|
Jun 15
2010
|
The Cobra moment has arrived.
The Senate this week is expected to vote on whether or not to extent the Cobra subsidy for newly laid off workers. The House has already rejected the extension, signaling improved confidence in the economy and an unwillingness of legislators to continue the subsidy indefinitely.
Extending the subsidy, which pays for 65 percent of the cost of a person's health insurance premium, would only apply to workers laid off after June 1. The cost of extending it now is estimated to be about $8 billion.
The subsidy is good policy and should be extended. If the economy is as good as politicians say it is, the cost to taxpayers will be minimal. If unemployment is higher than expected, it will save many people from having to choose between health care and other necessities like food and shelter.
Policy wonks generally believe that the cost-to employers and to the government-of not extending is greater than the cost of extending it. That's for many reasons. First, keeping people on their employer's health insurance stabilizes costs for an employer. That's because the cost of COBRA without the subsidy is so expensive only those with the greatest health care needs-and subsequently the highest health care costs-will deem it worthwhile to pay for it. COBRA without the subsidy consumes 75 percent of average unemployment benefits for people in 41 states, according to Families USA. Only the sickest among us will choose to spend such a high proportion on insurance.

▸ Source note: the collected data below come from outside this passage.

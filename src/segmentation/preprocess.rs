use anyhow::{bail, Result};
use image::{imageops, GrayImage, Luma, RgbaImage};
use ndarray::{Array4, ArrayView4};

/// ImageNet channel statistics used by DeepLab exports
const MEAN: [f32; 3] = [0.485, 0.456, 0.406];
const STD: [f32; 3] = [0.229, 0.224, 0.225];

/// Converts RGBA frames into model input tensors and model logits back into
/// category masks
pub struct Preprocessor {
    target_width: u32,
    target_height: u32,
}

impl Preprocessor {
    pub fn new(target_width: u32, target_height: u32) -> Self {
        Self {
            target_width,
            target_height,
        }
    }

    /// Preprocess an RGBA frame into a normalized NCHW tensor
    ///
    /// Steps:
    /// 1. Resize to target dimensions (bilinear)
    /// 2. Scale to [0, 1] and normalize with per-channel mean/std
    /// 3. Transpose from HWC to NCHW, dropping alpha
    ///
    /// Returns: Array4<f32> with shape [1, 3, height, width]
    pub fn preprocess(&self, frame: &RgbaImage) -> Array4<f32> {
        let _span = tracing::debug_span!("preprocess").entered();

        let resized;
        let image = if frame.dimensions() != (self.target_width, self.target_height) {
            resized = imageops::resize(
                frame,
                self.target_width,
                self.target_height,
                imageops::FilterType::Triangle,
            );
            &resized
        } else {
            frame
        };

        let (width, height) = image.dimensions();
        let mut tensor = Array4::<f32>::zeros((1, 3, height as usize, width as usize));
        for (x, y, pixel) in image.enumerate_pixels() {
            for c in 0..3 {
                let value = pixel[c] as f32 / 255.0;
                tensor[[0, c, y as usize, x as usize]] = (value - MEAN[c]) / STD[c];
            }
        }

        tensor
    }

    /// Reduce logits shaped [1, classes, h, w] to a category mask at frame
    /// resolution
    ///
    /// Each pixel takes the argmax class, the class map is resized with
    /// nearest-neighbor sampling (class ids must not be interpolated), and
    /// ids are encoded as `class / 255`.
    pub fn logits_to_mask(
        logits: ArrayView4<f32>,
        frame_width: u32,
        frame_height: u32,
    ) -> Result<Vec<f32>> {
        let _span = tracing::debug_span!("postprocess").entered();

        let (batch, classes, height, width) = logits.dim();
        if batch != 1 || classes < 2 {
            bail!("unexpected logits shape {:?}", logits.dim());
        }
        if classes > u8::MAX as usize + 1 {
            bail!("{} classes do not fit a category mask", classes);
        }

        let class_map = GrayImage::from_fn(width as u32, height as u32, |x, y| {
            let (x, y) = (x as usize, y as usize);
            let mut best = 0usize;
            let mut best_score = f32::NEG_INFINITY;
            for c in 0..classes {
                let score = logits[[0, c, y, x]];
                if score > best_score {
                    best = c;
                    best_score = score;
                }
            }
            Luma([best as u8])
        });

        let class_map = if class_map.dimensions() != (frame_width, frame_height) {
            imageops::resize(
                &class_map,
                frame_width,
                frame_height,
                imageops::FilterType::Nearest,
            )
        } else {
            class_map
        };

        Ok(class_map.pixels().map(|p| p[0] as f32 / 255.0).collect())
    }
}
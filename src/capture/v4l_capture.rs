use super::{CaptureDevice, CaptureError, CaptureStream};
use anyhow::{anyhow, Context, Result};
use image::RgbaImage;
use nokhwa::pixel_format::RgbAFormat;
use nokhwa::utils::{CameraIndex, RequestedFormat, RequestedFormatType, Resolution};
use nokhwa::Camera;
use std::time::{Duration, Instant};

/// Webcam opened through nokhwa's v4l backend
pub struct WebcamCapture {
    device_index: u32,
    width: u32,
    height: u32,
}

impl WebcamCapture {
    pub fn new(device_index: u32, width: u32, height: u32) -> Self {
        Self {
            device_index,
            width,
            height,
        }
    }

    fn open_camera(&self) -> Result<Camera> {
        let index = CameraIndex::Index(self.device_index);
        let requested = RequestedFormat::new::<RgbAFormat>(RequestedFormatType::HighestResolution(
            Resolution::new(self.width, self.height),
        ));

        let mut camera = Camera::new(index, requested).context("Failed to open camera")?;
        camera
            .open_stream()
            .context("Failed to open camera stream")?;
        Ok(camera)
    }
}

impl CaptureDevice for WebcamCapture {
    fn open(&mut self) -> Result<Box<dyn CaptureStream>, CaptureError> {
        tracing::info!(
            "Opening webcam {} (requested {}x{})",
            self.device_index,
            self.width,
            self.height
        );

        let camera = self.open_camera().map_err(|source| CaptureError::Unavailable {
            device: format!("#{}", self.device_index),
            source,
        })?;

        let resolution = camera.resolution();
        tracing::info!(
            "Webcam stream open at {}x{}",
            resolution.width(),
            resolution.height()
        );

        Ok(Box::new(WebcamStream {
            camera,
            width: resolution.width(),
            height: resolution.height(),
        }))
    }
}

struct WebcamStream {
    camera: Camera,
    width: u32,
    height: u32,
}

impl WebcamStream {
    fn refresh_dimensions(&mut self) {
        let resolution = self.camera.resolution();
        self.width = resolution.width();
        self.height = resolution.height();
    }
}

impl CaptureStream for WebcamStream {
    fn dimensions(&self) -> (u32, u32) {
        (self.width, self.height)
    }

    fn wait_for_metadata(&mut self, timeout: Duration) -> bool {
        // Drivers that report no format until streaming settle after the
        // first buffer, so pull one and re-read the negotiated resolution.
        let deadline = Instant::now() + timeout;
        while Instant::now() < deadline {
            if self.camera.frame().is_ok() {
                self.refresh_dimensions();
                return self.width != 0 && self.height != 0;
            }
            std::thread::sleep(Duration::from_millis(10));
        }
        false
    }

    fn current_frame(&mut self) -> Result<RgbaImage> {
        let frame = self.camera.frame().context("Failed to capture frame")?;

        let decoded = frame
            .decode_image::<RgbAFormat>()
            .context("Failed to decode frame")?;

        let (width, height) = decoded.dimensions();
        if (width, height) != (self.width, self.height) {
            tracing::debug!("Webcam frame size changed to {}x{}", width, height);
            self.width = width;
            self.height = height;
        }

        RgbaImage::from_raw(width, height, decoded.into_raw())
            .ok_or_else(|| anyhow!("Decoded frame buffer does not match {}x{}", width, height))
    }

    fn close(&mut self) {
        if let Err(err) = self.camera.stop_stream() {
            tracing::warn!("Failed to stop webcam stream: {}", err);
        }
    }
}
use super::{CaptureDevice, CaptureError, CaptureStream};

/// Camera stream held open for the lifetime of one capture session
///
/// The stream is closed when the guard is released or dropped, including
/// while unwinding out of the frame loop.
pub struct CaptureGuard {
    stream: Box<dyn CaptureStream>,
}

impl CaptureGuard {
    pub fn acquire(device: &mut dyn CaptureDevice) -> Result<Self, CaptureError> {
        let stream = device.open()?;
        tracing::debug!("Capture stream acquired");
        Ok(Self { stream })
    }

    pub fn stream(&mut self) -> &mut dyn CaptureStream {
        self.stream.as_mut()
    }

    pub fn release(self) {
        drop(self);
    }
}

impl Drop for CaptureGuard {
    fn drop(&mut self) {
        self.stream.close();
        tracing::debug!("Capture stream released");
    }
}
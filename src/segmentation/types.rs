use anyhow::Result;
use image::RgbaImage;
use std::fmt;
use thiserror::Error;

/// Category mask: one value per pixel, class id encoded as `class / 255`.
/// Dimensions match the input frame dimensions, flattened in row-major order.
pub type Mask = Vec<f32>;

/// Inference configuration of an engine
#[derive(Debug, Clone, Copy, PartialEq, Eq)]
pub enum RunningMode {
    Image,
    Video,
}

impl fmt::Display for RunningMode {
    fn fmt(&self, f: &mut fmt::Formatter<'_>) -> fmt::Result {
        match self {
            RunningMode::Image => f.write_str("IMAGE"),
            RunningMode::Video => f.write_str("VIDEO"),
        }
    }
}

/// Execution backend requested when loading an engine
#[derive(Debug, Clone, Copy, PartialEq, Eq, clap::ValueEnum)]
pub enum Backend {
    Cpu,
    Cuda,
    #[value(name = "tensorrt")]
    TensorRt,
}

/// Trait for segmentation engines
/// Allows swapping between backends (ONNX DeepLab, test doubles, ...)
pub trait SegmentationEngine: Send {
    /// Switch the engine between single-image and video inference
    fn configure(&mut self, mode: RunningMode) -> Result<()>;

    /// Segment a frame
    ///
    /// # Returns
    /// * `Some(mask)` sized to the frame, or `None` if the engine produced no
    ///   category mask for this frame
    fn segment(&mut self, frame: &RgbaImage, timestamp_ms: f64) -> Result<Option<Mask>>;
}

/// Per-frame segmentation failures. None of these stop the frame loop.
#[derive(Debug, Error)]
pub enum SegmentError {
    #[error("segmentation engine is not ready")]
    EngineNotReady,

    #[error("mask has {actual} values, frame needs {expected}")]
    MaskShape { expected: usize, actual: usize },

    #[error("video timestamp {current}ms does not follow {previous}ms")]
    NonMonotonicTimestamp { previous: f64, current: f64 },

    #[error(transparent)]
    Inference(#[from] anyhow::Error),
}
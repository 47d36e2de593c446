use image::Rgba;

/// Number of entries in the class legend
pub const LEGEND_LEN: usize = 21;

/// Display colors indexed by class id (RGBA)
const LEGEND: [[u8; 4]; LEGEND_LEN] = [
    [255, 197, 0, 255],
    [128, 62, 117, 255],
    [255, 104, 0, 255],
    [166, 189, 215, 255],
    [193, 0, 32, 255],
    [206, 162, 98, 255],
    [129, 112, 102, 255],
    [0, 125, 52, 255],
    [246, 118, 142, 255],
    [0, 83, 138, 255],
    [255, 112, 92, 255],
    [83, 55, 112, 255],
    [255, 142, 0, 255],
    [179, 40, 81, 255],
    [244, 200, 0, 255],
    [127, 24, 13, 255],
    [147, 170, 0, 255],
    [89, 51, 21, 255],
    [241, 58, 19, 255],
    [35, 44, 22, 255],
    [0, 161, 194, 255],
];

/// Color for a class id. Any integer is accepted; indexing wraps modulo the
/// legend length, negative ids included.
pub fn color_for(class_id: i64) -> Rgba<u8> {
    let index = class_id.rem_euclid(LEGEND_LEN as i64) as usize;
    Rgba(LEGEND[index])
}

/// Discrete class id encoded in a category mask value
pub fn class_of(value: f32) -> i64 {
    ((value * 255.0).round() as i64).rem_euclid(LEGEND_LEN as i64)
}

#[cfg(test)]
mod tests {
    use super::*;

    #[test]
    fn indexing_wraps_modulo_legend() {
        for c in -50i64..50 {
            for k in -3i64..=3 {
                assert_eq!(color_for(c), color_for(c + k * LEGEND_LEN as i64));
            }
        }
    }

    #[test]
    fn first_and_last_entries() {
        assert_eq!(color_for(0), Rgba([255, 197, 0, 255]));
        assert_eq!(color_for(20), Rgba([0, 161, 194, 255]));
        assert_eq!(color_for(21), color_for(0));
        assert_eq!(color_for(-1), color_for(20));
    }

    #[test]
    fn mask_values_round_to_class_ids() {
        assert_eq!(class_of(0.0), 0);
        assert_eq!(class_of(1.0 / 255.0), 1);
        assert_eq!(class_of(2.0 / 255.0), 2);
        assert_eq!(class_of(1.4 / 255.0), 1);
        assert_eq!(class_of(1.6 / 255.0), 2);
        // 255 mod 21 == 3
        assert_eq!(class_of(1.0), 3);
    }
}
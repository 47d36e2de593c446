use super::preprocess::Preprocessor;
use super::types::{Backend, Mask, RunningMode, SegmentationEngine};
use anyhow::{Context, Result};
use image::RgbaImage;
use ndarray::Ix4;
use ort::execution_providers::{
    CPUExecutionProvider, CUDAExecutionProvider, ExecutionProviderDispatch,
    TensorRTExecutionProvider,
};
use ort::session::builder::GraphOptimizationLevel;
use ort::session::Session;
use ort::value::Tensor;
use std::path::Path;

/// DeepLab v3 semantic segmentation over ONNX Runtime
///
/// The model is stateless, so Image and Video modes share one code path; the
/// mode is tracked for logging and to honor the engine contract.
pub struct DeepLab {
    session: Session,
    preprocessor: Preprocessor,
    mode: RunningMode,
}

impl DeepLab {
    /// Load a DeepLab ONNX export
    ///
    /// # Arguments
    /// * `model_path` - Path to the ONNX model file
    /// * `backend` - Preferred execution provider; CPU is always registered as
    ///   the fallback
    /// * `input_edge` - Square input size the model was exported with
    pub fn new<P: AsRef<Path>>(model_path: P, backend: Backend, input_edge: u32) -> Result<Self> {
        let path = model_path.as_ref();

        tracing::info!(
            "Loading DeepLab model from {} (backend={:?}, input={}x{})",
            path.display(),
            backend,
            input_edge,
            input_edge
        );

        let session = Session::builder()?
            .with_optimization_level(GraphOptimizationLevel::Level3)?
            .with_intra_threads(4)?
            .with_execution_providers(execution_providers(backend))?
            .commit_from_file(path)
            .with_context(|| format!("Failed to load model from {}", path.display()))?;

        tracing::info!("DeepLab model loaded successfully");

        Ok(Self {
            session,
            preprocessor: Preprocessor::new(input_edge, input_edge),
            mode: RunningMode::Image,
        })
    }
}

fn execution_providers(backend: Backend) -> Vec<ExecutionProviderDispatch> {
    let mut providers = Vec::with_capacity(3);
    if backend == Backend::TensorRt {
        providers.push(TensorRTExecutionProvider::default().build());
    }
    if matches!(backend, Backend::Cuda | Backend::TensorRt) {
        providers.push(CUDAExecutionProvider::default().build());
    }
    providers.push(CPUExecutionProvider::default().build());
    providers
}

impl SegmentationEngine for DeepLab {
    fn configure(&mut self, mode: RunningMode) -> Result<()> {
        if self.mode != mode {
            tracing::debug!("DeepLab running mode {} -> {}", self.mode, mode);
            self.mode = mode;
        }
        Ok(())
    }

    fn segment(&mut self, frame: &RgbaImage, timestamp_ms: f64) -> Result<Option<Mask>> {
        let _span = tracing::debug_span!("deeplab_segment", mode = %self.mode, timestamp_ms).entered();

        let input = Tensor::from_array(self.preprocessor.preprocess(frame))?;

        let _infer_span = tracing::debug_span!("inference").entered();
        let outputs = self
            .session
            .run(ort::inputs![input])
            .context("Failed to run inference")?;
        drop(_infer_span);

        // Logits are the first output (shape: [1, classes, H, W])
        let logits = outputs[0]
            .try_extract_array::<f32>()?
            .into_dimensionality::<Ix4>()
            .context("Model output is not a 4D logits tensor")?;

        let (frame_width, frame_height) = frame.dimensions();
        let mask = Preprocessor::logits_to_mask(logits, frame_width, frame_height)?;

        Ok(Some(mask))
    }
}
use core::fmt;
use std::net::{IpAddr, SocketAddr};

/// Where a datagram came from or is going to.
#[derive(Debug, Clone, Copy, PartialEq, Eq, Hash)]
#[cfg_attr(feature = "serde", derive(serde::Serialize, serde::Deserialize))]
pub enum DataLinkAddress {
    Ip(SocketAddr),
}

impl DataLinkAddress {
    pub fn as_socket_addr(self) -> SocketAddr {
        match self {
            Self::Ip(addr) => addr,
        }
    }

    pub fn port(self) -> u16 {
        self.as_socket_addr().port()
    }

    /// Same port, different host. Used to aim a broadcast at the
    /// requester's port.
    pub fn with_ip(self, ip: IpAddr) -> Self {
        Self::Ip(SocketAddr::new(ip, self.port()))
    }
}

impl From<SocketAddr> for DataLinkAddress {
    fn from(addr: SocketAddr) -> Self {
        Self::Ip(addr)
    }
}

impl fmt::Display for DataLinkAddress {
    fn fmt(&self, f: &mut fmt::Formatter<'_>) -> fmt::Result {
        match self {
            Self::Ip(addr) => write!(f, "{addr}"),
        }
    }
}
use core::fmt;

/// Failure to serialize into a caller-provided buffer.
#[derive(Debug, Clone, Copy, PartialEq, Eq)]
pub enum EncodeError {
    /// The output buffer ran out before the value was complete.
    BufferTooSmall,
    /// A field does not fit the width the wire format gives it.
    ValueOutOfRange,
    /// A length-prefixed field is inconsistent with its contents.
    InvalidLength,
}

impl EncodeError {
    const fn describe(self) -> &'static str {
        match self {
            Self::BufferTooSmall => "buffer too small",
            Self::ValueOutOfRange => "value out of range",
            Self::InvalidLength => "invalid length",
        }
    }
}

impl fmt::Display for EncodeError {
    fn fmt(&self, f: &mut fmt::Formatter<'_>) -> fmt::Result {
        f.write_str(self.describe())
    }
}

#[cfg(feature = "std")]
impl std::error::Error for EncodeError {}

/// Failure to interpret bytes received from the network.
///
/// Input is untrusted, so every variant is a normal outcome rather than a bug.
#[derive(Debug, Clone, Copy, PartialEq, Eq)]
pub enum DecodeError {
    UnexpectedEof,
    InvalidTag,
    InvalidLength,
    InvalidValue,
    /// Well formed, but outside what this stack handles (segmentation,
    /// non-UTF-8 character sets).
    Unsupported,
    /// Bytes remained after a complete service payload.
    TrailingData,
}

impl DecodeError {
    const fn describe(self) -> &'static str {
        match self {
            Self::UnexpectedEof => "unexpected end of input",
            Self::InvalidTag => "invalid tag",
            Self::InvalidLength => "invalid length",
            Self::InvalidValue => "invalid value",
            Self::Unsupported => "unsupported encoding",
            Self::TrailingData => "trailing data after payload",
        }
    }
}

impl fmt::Display for DecodeError {
    fn fmt(&self, f: &mut fmt::Formatter<'_>) -> fmt::Result {
        f.write_str(self.describe())
    }
}

#[cfg(feature = "std")]
impl std::error::Error for DecodeError {}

Without the subsidy, only the sickest will take their employers insurance while the healthy people who have been laid off will forego it. With fewer healthy people to offset the cost of the sick, employers overall costs go up. Keeping healthy people on an employer's health care roll is good risk-adjustment.
Then of course there is the indirect cost to employers of ending the subsidy. Laid-off and uninsured, people who are sick will get their health care from hospitals-who will pass the cost of such "charity care" onto private payers.
The unemployment rate continues to drop since it peaked at 10.6 percent in January. But job growth remains weak and recovery elusive.
Anyway you look at it the subsidy is good policy. It may be costly but it keeps the employer system stable, stimulates the economy, provides a safety net for millions of laid-off Americans and is certainly cheaper than bringing people onto Medicaid.